Imagem: reprodução do site do jornal A Plateia

Por Raulino Júnior ||Opinião de Segunda||

Eleição que é eleição tem que ter enganação. Isso poderia ser um slogan, mas não é. É só uma percepção mesmo. No próximo dia 15 de novembro, mais de 147 milhões de brasileiros vão escolher prefeitos e vereadores, em 5.569 municípios, de acordo com dados do Tribunal Superior Eleitoral (TSE). Para isso acontecer de forma responsável, é preciso ficar bem atento a várias questões, inclusive ao marketing político de cada candidato. Gente que nunca foi favela está usando tal discurso para se eleger. Você não vai cair nessa, não é? Estamos em 2020 e não podemos mais aceitar práticas eleitoreiras de 1500.

Pelo Instituto Brasileiro de Geografia e Estatística (IBGE), a favela, ou para ser mais fiel ao termo que é utilizado pelo órgão desde 2010, o aglomerado subnormal “é uma forma de ocupação irregular de terrenos de propriedade alheia – públicos ou privados – para fins de habitação em áreas urbanas e, em geral, caracterizados por um padrão urbanístico irregular, carência de serviços públicos essenciais e localização em áreas com restrição à ocupação”. Dizer que é favela é bem diferente de ser favela. Se o candidato não vive essa realidade, não pode dizer que é favela, porque não é. O uso adjetivado do termo, já incorporado pela linguística, é passarela de oportunismo em período de eleição. Muita gente desfila, busca os flashes e quer associação com o lugar que carece de políticas públicas adequadas. Além disso, a visão retratada pelo marketing político é sempre estereotipada, como se toda favela fosse igual. E não é.

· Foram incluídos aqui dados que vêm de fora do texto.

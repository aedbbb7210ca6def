// In crates/core-types/src/lib.rs

pub mod error;
pub mod format;
pub mod sector;
pub mod types;
pub mod validation;

// Re-export the most important types for easy access from other crates.
pub use error::{Error, Result};
pub use sector::{Sector, SectorFilter};
pub use types::{ApacComments, DailyReport, HistoricalFilter, Metrics, SectorRecap};
pub use validation::Validate;
pub mod identity;
pub mod pdp_client;
pub mod session;
pub mod user_client;
pub mod wire;

pub use identity::{IdentityResolver, JwtIdentityResolver};
pub use pdp_client::HttpAuthDecisionClient;
pub use session::{CredentialExtractor, SessionTokenIssuer};
pub use user_client::HttpUserManagementClient;
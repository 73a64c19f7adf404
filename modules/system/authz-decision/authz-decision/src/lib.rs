#![cfg_attr(coverage_nightly, feature(coverage_attribute))]
//! `AuthZ` Decision module.
//!
//! Turns a request into an access decision by querying an external policy
//! decision point, and enforces it with axum gates:
//!
//! - [`DecisionMiddleware`] (`withAuthDecision`) - stores the decision, conditional or not
//! - [`UnconditionalDecisionGate`] - requires a fully resolved decision
//! - [`PermissionGate`] (`requirePermission`) - single-object permission check
//! - [`IdentityGate`], [`RequireUserIdGate`] - caller identity
//! - [`LegacyAdminGate`] (`mustBeAdmin`) - deprecated role check
//!
//! [`DecisionGates`] builds all of them from [`AuthzDecisionConfig`].

pub mod config;
pub mod context;
pub mod domain;
pub mod gate;
pub mod module;
pub mod problem;

pub use config::AuthzDecisionConfig;
pub use context::{DecisionContext, DecisionRequestContext, RequestIdentity};
pub use domain::{
    CredentialExtractor, HttpAuthDecisionClient, HttpUserManagementClient, IdentityResolver,
    JwtIdentityResolver, SessionTokenIssuer,
};
#[allow(deprecated)]
pub use gate::LegacyAdminGate;
pub use gate::{
    ConfigAbort, ConfigResolution, DecisionConfigProducer, DecisionConfigSource,
    DecisionMiddleware, Gate, GateRouterExt, GateVerdict, IdentityGate, PermissionGate,
    PermissionInput, RequireUserIdGate, SharedGate, UnconditionalDecisionGate, gate_middleware,
};
pub use module::DecisionGates;
pub use problem::Problem;
//! HTTP client for the policy decision point.

use std::time::Duration;

use async_trait::async_trait;
use axum::http::HeaderName;
use secrecy::{ExposeSecret, SecretString};
use url::Url;

use authz_decision_sdk::{AuthDecision, AuthDecisionClient, DecisionError, DecisionRequestConfig};

use super::wire::DecisionResponseWire;
use crate::config::PdpConfig;

/// Queries the PDP decision endpoint over HTTP.
///
/// One POST per decision, bounded by the configured timeout, no retries.
pub struct HttpAuthDecisionClient {
    http: reqwest::Client,
    decision_url: Url,
    session_header: HeaderName,
    timeout: Duration,
}

impl HttpAuthDecisionClient {
    /// # Errors
    /// Fails if the configured base URL is unusable.
    pub fn new(cfg: &PdpConfig, session_header: HeaderName) -> anyhow::Result<Self> {
        Self::with_client(reqwest::Client::new(), cfg, session_header)
    }

    /// Share an existing connection pool.
    ///
    /// # Errors
    /// Fails if the configured base URL is unusable.
    pub fn with_client(
        http: reqwest::Client,
        cfg: &PdpConfig,
        session_header: HeaderName,
    ) -> anyhow::Result<Self> {
        Ok(Self {
            http,
            decision_url: cfg.decision_url()?,
            session_header,
            timeout: cfg.timeout(),
        })
    }

    #[must_use]
    pub fn decision_url(&self) -> &Url {
        &self.decision_url
    }

    async fn send(
        &self,
        config: &DecisionRequestConfig,
        credential: Option<&SecretString>,
    ) -> Result<(reqwest::StatusCode, bytes::Bytes), DecisionError> {
        let mut request = self.http.post(self.decision_url.clone()).json(config);
        if let Some(token) = credential {
            request = request.header(self.session_header.clone(), token.expose_secret());
        }

        let response = request
            .send()
            .await
            .map_err(|e| DecisionError::ServiceUnavailable(format!("decision request failed: {e}")))?;
        let status = response.status();
        let body = response.bytes().await.map_err(|e| {
            DecisionError::ServiceUnavailable(format!("failed to read decision response: {e}"))
        })?;
        Ok((status, body))
    }
}

#[async_trait]
impl AuthDecisionClient for HttpAuthDecisionClient {
    async fn get_auth_decision(
        &self,
        config: &DecisionRequestConfig,
        credential: Option<&SecretString>,
    ) -> Result<AuthDecision, DecisionError> {
        if config.operation_uri().trim().is_empty() {
            return Err(DecisionError::InvalidRequest(
                "operation URI must not be empty".to_owned(),
            ));
        }

        tracing::debug!(
            operation_uri = config.operation_uri(),
            unknowns = config.unknowns().len(),
            anonymous = credential.is_none(),
            "querying PDP"
        );

        let (status, body) = tokio::time::timeout(self.timeout, self.send(config, credential))
            .await
            .map_err(|_| {
                DecisionError::ServiceUnavailable(format!(
                    "decision request timed out after {}ms",
                    self.timeout.as_millis()
                ))
            })??;

        if !status.is_success() {
            let snippet: String = String::from_utf8_lossy(&body).chars().take(200).collect();
            return Err(DecisionError::ServiceUnavailable(format!(
                "PDP responded with {status}: {snippet}"
            )));
        }

        DecisionResponseWire::parse(&body)
    }
}
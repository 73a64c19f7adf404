//! User-management lookups used by the legacy admin gate.

use async_trait::async_trait;
use serde::{Deserialize, Serialize};
use serde_json::{Map, Value};

use crate::error::DecisionError;

/// A user as returned by the user-management service.
#[derive(Debug, Clone, PartialEq, Serialize, Deserialize)]
#[serde(rename_all = "camelCase")]
pub struct UserRecord {
    pub id: String,
    /// Legacy admin flag; `None` when the record does not carry one.
    #[serde(default, skip_serializing_if = "Option::is_none")]
    pub is_admin: Option<bool>,
    /// Remaining profile fields (display name, email, ...).
    #[serde(flatten)]
    pub attributes: Map<String, Value>,
}

impl UserRecord {
    /// Flatten the record into identity claims. `isAdmin` is only present
    /// if the record carried it, so merging never clears a token's flag.
    #[must_use]
    pub fn into_claims(self) -> Map<String, Value> {
        let mut claims = self.attributes;
        if let Some(is_admin) = self.is_admin {
            claims.insert("isAdmin".to_owned(), Value::Bool(is_admin));
        }
        claims
    }
}

/// A role assignment.
#[derive(Debug, Clone, PartialEq, Serialize, Deserialize)]
pub struct RoleRecord {
    pub id: String,
    #[serde(default, skip_serializing_if = "Option::is_none")]
    pub name: Option<String>,
    #[serde(flatten)]
    pub attributes: Map<String, Value>,
}

/// Client for the user-management service.
#[async_trait]
pub trait UserManagementClient: Send + Sync {
    /// Fetch a user by id. `Ok(None)` if the user does not exist.
    ///
    /// # Errors
    ///
    /// `ServiceUnavailable` if the service fails, `MalformedResponse` if the
    /// record cannot be parsed.
    async fn get_user(&self, user_id: &str) -> Result<Option<UserRecord>, DecisionError>;

    /// Fetch the roles assigned to a user.
    ///
    /// # Errors
    ///
    /// `ServiceUnavailable` if the service fails, `MalformedResponse` if the
    /// role list cannot be parsed.
    async fn get_user_roles(&self, user_id: &str) -> Result<Vec<RoleRecord>, DecisionError>;
}

#[cfg(test)]
#[cfg_attr(coverage_nightly, coverage(off))]
mod tests {
    use serde_json::json;

    use super::*;

    #[test]
    fn user_record_keeps_extra_fields_as_claims() {
        let user: UserRecord = serde_json::from_value(json!({
            "id": "user-1",
            "isAdmin": true,
            "displayName": "Ada",
            "email": "ada@example.com"
        }))
        .unwrap();

        assert_eq!(user.is_admin, Some(true));
        let claims = user.into_claims();
        assert_eq!(claims.get("isAdmin"), Some(&json!(true)));
        assert_eq!(claims.get("displayName"), Some(&json!("Ada")));
        assert!(!claims.contains_key("id"));
    }

    #[test]
    fn missing_admin_flag_is_left_out_of_claims() {
        let user: UserRecord = serde_json::from_value(json!({ "id": "user-1" })).unwrap();
        assert_eq!(user.is_admin, None);
        assert!(!user.into_claims().contains_key("isAdmin"));
    }

    #[test]
    fn explicit_false_admin_flag_is_kept() {
        let user: UserRecord =
            serde_json::from_value(json!({ "id": "user-1", "isAdmin": false })).unwrap();
        assert_eq!(user.into_claims().get("isAdmin"), Some(&json!(false)));
    }

    #[test]
    fn role_record_parses_minimal_shape() {
        let roles: Vec<RoleRecord> = serde_json::from_value(json!([
            { "id": "00000000-0000-0003-0000-000000000000", "name": "Admin Users" },
            { "id": "r2", "permissionIds": [] }
        ]))
        .unwrap();

        assert_eq!(roles.len(), 2);
        assert_eq!(roles[0].name.as_deref(), Some("Admin Users"));
        assert!(roles[1].attributes.contains_key("permissionIds"));
    }

    struct StaticUsers;

    #[async_trait]
    impl UserManagementClient for StaticUsers {
        async fn get_user(&self, user_id: &str) -> Result<Option<UserRecord>, DecisionError> {
            Ok((user_id == "user-1").then(|| UserRecord {
                id: user_id.to_owned(),
                is_admin: None,
                attributes: Map::new(),
            }))
        }

        async fn get_user_roles(&self, _user_id: &str) -> Result<Vec<RoleRecord>, DecisionError> {
            Err(DecisionError::ServiceUnavailable("down".to_owned()))
        }
    }

    #[tokio::test]
    async fn client_trait_is_object_safe() {
        let client: Box<dyn UserManagementClient> = Box::new(StaticUsers);
        assert!(client.get_user("user-1").await.unwrap().is_some());
        assert!(client.get_user("user-2").await.unwrap().is_none());
        assert!(client.get_user_roles("user-1").await.is_err());
    }
}
//! Domain models for the `AuthZ` decision module.

use std::collections::BTreeSet;

use secrecy::SecretString;
use serde::{Serialize, Serializer};
use serde_json::{Map, Value};

use crate::residual::ResidualRules;

/// A decision request: which operation, with what context, and which
/// variables the PDP may leave unresolved.
///
/// Serializes to the PDP query body `{operationUri, input, unknowns}`.
/// The credential override is never serialized.
#[derive(Debug, Clone, Serialize)]
#[serde(rename_all = "camelCase")]
pub struct DecisionRequestConfig {
    operation_uri: String,
    input: Map<String, Value>,
    /// Empty means a fully resolved boolean is demanded.
    unknowns: BTreeSet<String>,
    #[serde(skip)]
    credential: Option<SecretString>,
}

impl DecisionRequestConfig {
    #[must_use]
    pub fn new(operation_uri: impl Into<String>) -> Self {
        Self {
            operation_uri: operation_uri.into(),
            input: Map::new(),
            unknowns: BTreeSet::new(),
            credential: None,
        }
    }

    /// Replace the whole input document.
    #[must_use]
    pub fn with_input(mut self, input: Map<String, Value>) -> Self {
        self.input = input;
        self
    }

    /// Set a single top-level input key.
    #[must_use]
    pub fn with_input_value(mut self, key: impl Into<String>, value: Value) -> Self {
        self.input.insert(key.into(), value);
        self
    }

    #[must_use]
    pub fn with_unknowns<I, S>(mut self, unknowns: I) -> Self
    where
        I: IntoIterator<Item = S>,
        S: Into<String>,
    {
        self.unknowns = unknowns.into_iter().map(Into::into).collect();
        self
    }

    /// Drop all unknowns, forcing an unconditional decision.
    #[must_use]
    pub fn without_unknowns(mut self) -> Self {
        self.unknowns.clear();
        self
    }

    /// Evaluate with this credential instead of the request's own.
    #[must_use]
    pub fn with_credential(mut self, token: impl Into<SecretString>) -> Self {
        self.credential = Some(token.into());
        self
    }

    #[must_use]
    pub fn operation_uri(&self) -> &str {
        &self.operation_uri
    }

    #[must_use]
    pub fn input(&self) -> &Map<String, Value> {
        &self.input
    }

    #[must_use]
    pub fn unknowns(&self) -> &BTreeSet<String> {
        &self.unknowns
    }

    #[must_use]
    pub fn credential(&self) -> Option<&SecretString> {
        self.credential.as_ref()
    }

    /// `true` when the PDP is not allowed to answer with residual rules.
    #[must_use]
    pub fn demands_unconditional(&self) -> bool {
        self.unknowns.is_empty()
    }
}

/// The two shapes a decision can take.
///
/// Raw PDP literals are folded into `Literal` once, at the client boundary,
/// with [`crate::is_true_equivalent`].
#[derive(Debug, Clone, PartialEq)]
pub enum DecisionResult {
    /// Fully evaluated: allowed for every record, or for none.
    Literal(bool),
    /// Partially evaluated: allowed only where the rules hold.
    Residual(ResidualRules),
}

/// Canonical PDP decision.
#[derive(Debug, Clone, PartialEq)]
pub struct AuthDecision {
    result: DecisionResult,
}

impl AuthDecision {
    #[must_use]
    pub fn literal(allowed: bool) -> Self {
        Self {
            result: DecisionResult::Literal(allowed),
        }
    }

    #[must_use]
    pub fn residual(rules: ResidualRules) -> Self {
        Self {
            result: DecisionResult::Residual(rules),
        }
    }

    #[must_use]
    pub fn result(&self) -> &DecisionResult {
        &self.result
    }

    #[must_use]
    pub fn has_residual_rules(&self) -> bool {
        matches!(self.result, DecisionResult::Residual(_))
    }

    /// The boolean verdict, or `None` if the decision is conditional.
    ///
    /// This is the only boolean view of a decision; residual rules must be
    /// evaluated per record instead.
    #[must_use]
    pub fn unconditional(&self) -> Option<bool> {
        match self.result {
            DecisionResult::Literal(allowed) => Some(allowed),
            DecisionResult::Residual(_) => None,
        }
    }

    /// `true` iff the decision is unconditional and equals `required`.
    #[must_use]
    pub fn is_unconditionally(&self, required: bool) -> bool {
        self.unconditional() == Some(required)
    }

    #[must_use]
    pub fn residual_rules(&self) -> Option<&ResidualRules> {
        match &self.result {
            DecisionResult::Residual(rules) => Some(rules),
            DecisionResult::Literal(_) => None,
        }
    }
}

#[derive(Serialize)]
#[serde(rename_all = "camelCase")]
struct CanonicalDecision<'a> {
    has_residual_rules: bool,
    #[serde(skip_serializing_if = "Option::is_none")]
    result: Option<bool>,
    #[serde(skip_serializing_if = "Option::is_none")]
    residual_rules: Option<&'a ResidualRules>,
}

impl Serialize for AuthDecision {
    fn serialize<S: Serializer>(&self, serializer: S) -> Result<S::Ok, S::Error> {
        CanonicalDecision {
            has_residual_rules: self.has_residual_rules(),
            result: self.unconditional(),
            residual_rules: self.residual_rules(),
        }
        .serialize(serializer)
    }
}

#[cfg(test)]
#[cfg_attr(coverage_nightly, coverage(off))]
mod tests {
    use secrecy::ExposeSecret;
    use serde_json::json;

    use super::*;
    use crate::residual::{ResidualExpression, ResidualOperand, ResidualRule};

    fn owner_rules() -> ResidualRules {
        ResidualRules::new(vec![ResidualRule {
            default: false,
            value: json!(true),
            full_name: "data.partial.object.dataset.allow".to_owned(),
            name: "allow".to_owned(),
            expressions: vec![ResidualExpression {
                negated: false,
                operator: Some("=".to_owned()),
                operands: vec![
                    ResidualOperand::reference("input.object.dataset.owner"),
                    ResidualOperand::literal(json!("user-1")),
                ],
            }],
        }])
        .unwrap()
    }

    #[test]
    fn config_serializes_query_body_without_credential() {
        let config = DecisionRequestConfig::new("object/dataset/read")
            .with_input_value("object", json!({ "dataset": { "id": "d1" } }))
            .with_unknowns(["input.object.dataset"])
            .with_credential("secret-token".to_owned());

        let body = serde_json::to_value(&config).unwrap();
        assert_eq!(
            body,
            json!({
                "operationUri": "object/dataset/read",
                "input": { "object": { "dataset": { "id": "d1" } } },
                "unknowns": ["input.object.dataset"],
            })
        );
        assert_eq!(
            config.credential().map(ExposeSecret::expose_secret),
            Some("secret-token")
        );
    }

    #[test]
    fn without_unknowns_demands_unconditional() {
        let config = DecisionRequestConfig::new("object/dataset/read")
            .with_unknowns(["input.object.dataset", "input.object.dataset"]);
        assert_eq!(config.unknowns().len(), 1);
        assert!(!config.demands_unconditional());

        let config = config.without_unknowns();
        assert!(config.demands_unconditional());
    }

    #[test]
    fn literal_decision_is_unconditional() {
        let allow = AuthDecision::literal(true);
        assert!(!allow.has_residual_rules());
        assert_eq!(allow.unconditional(), Some(true));
        assert!(allow.is_unconditionally(true));
        assert!(!allow.is_unconditionally(false));

        let deny = AuthDecision::literal(false);
        assert!(deny.is_unconditionally(false));
        assert!(!deny.is_unconditionally(true));
    }

    #[test]
    fn residual_decision_has_no_boolean_view() {
        let decision = AuthDecision::residual(owner_rules());
        assert!(decision.has_residual_rules());
        assert_eq!(decision.unconditional(), None);
        assert!(!decision.is_unconditionally(true));
        assert!(!decision.is_unconditionally(false));
        assert!(decision.residual_rules().is_some());
    }

    #[test]
    fn decision_serializes_canonical_shape() {
        let literal = serde_json::to_value(AuthDecision::literal(false)).unwrap();
        assert_eq!(literal, json!({ "hasResidualRules": false, "result": false }));

        let residual = serde_json::to_value(AuthDecision::residual(owner_rules())).unwrap();
        assert_eq!(residual["hasResidualRules"], json!(true));
        assert!(residual.get("result").is_none());
        assert_eq!(residual["residualRules"][0]["name"], json!("allow"));
    }
}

Coisa que político entende é de fazer promessas. As desse ano, são mais monumentais ainda. Por exemplo: como alguém vai gerar 50 mil empregos em pleno período de recessão da economia, que, ao que parece, vai se estender? Essa é uma promessa descabida, que não precisa ser cientista político ou economista para concluir o quanto será difícil colocá-la em prática nos próximos quatro anos. Não por maldade, mas por falta de condições mesmo. Isso tem que ser avaliado criticamente pelos eleitores. Afinal de contas, não dá para acreditar em quem promete o mar e não tem nem água para isso. É sempre muita promessa e pouca proposta.

Nos debates, o que se vê é a política infinita do ataque. Todos os candidatos seguindo a mesma gramática. É bem primária a forma como a política partidária se configurou no Brasil. Tem sempre os mesmos tipos: o candidato ridículo, o que apela para o emocional, o que se apega aos clichês, o engomadinho, robótico e leitor de “teleprompter”. Para piorar, não superam a argumentação de quem está brigando pela bola. Difícil…

Para que isso mude, é necessário ter uma sociedade mais instruída, que saiba os seus direitos e deveres. Lima Barreto afirmou: “O Brasil não tem povo, tem público”. Quando isso, de fato, vai deixar de ser uma verdade? É preciso ler, investigar, comparar e cobrar. Caso contrário, os discursos falsos vão se perpetuar e a política do Brasil vai continuar sendo a do “vou fazer” sem nunca ter feito.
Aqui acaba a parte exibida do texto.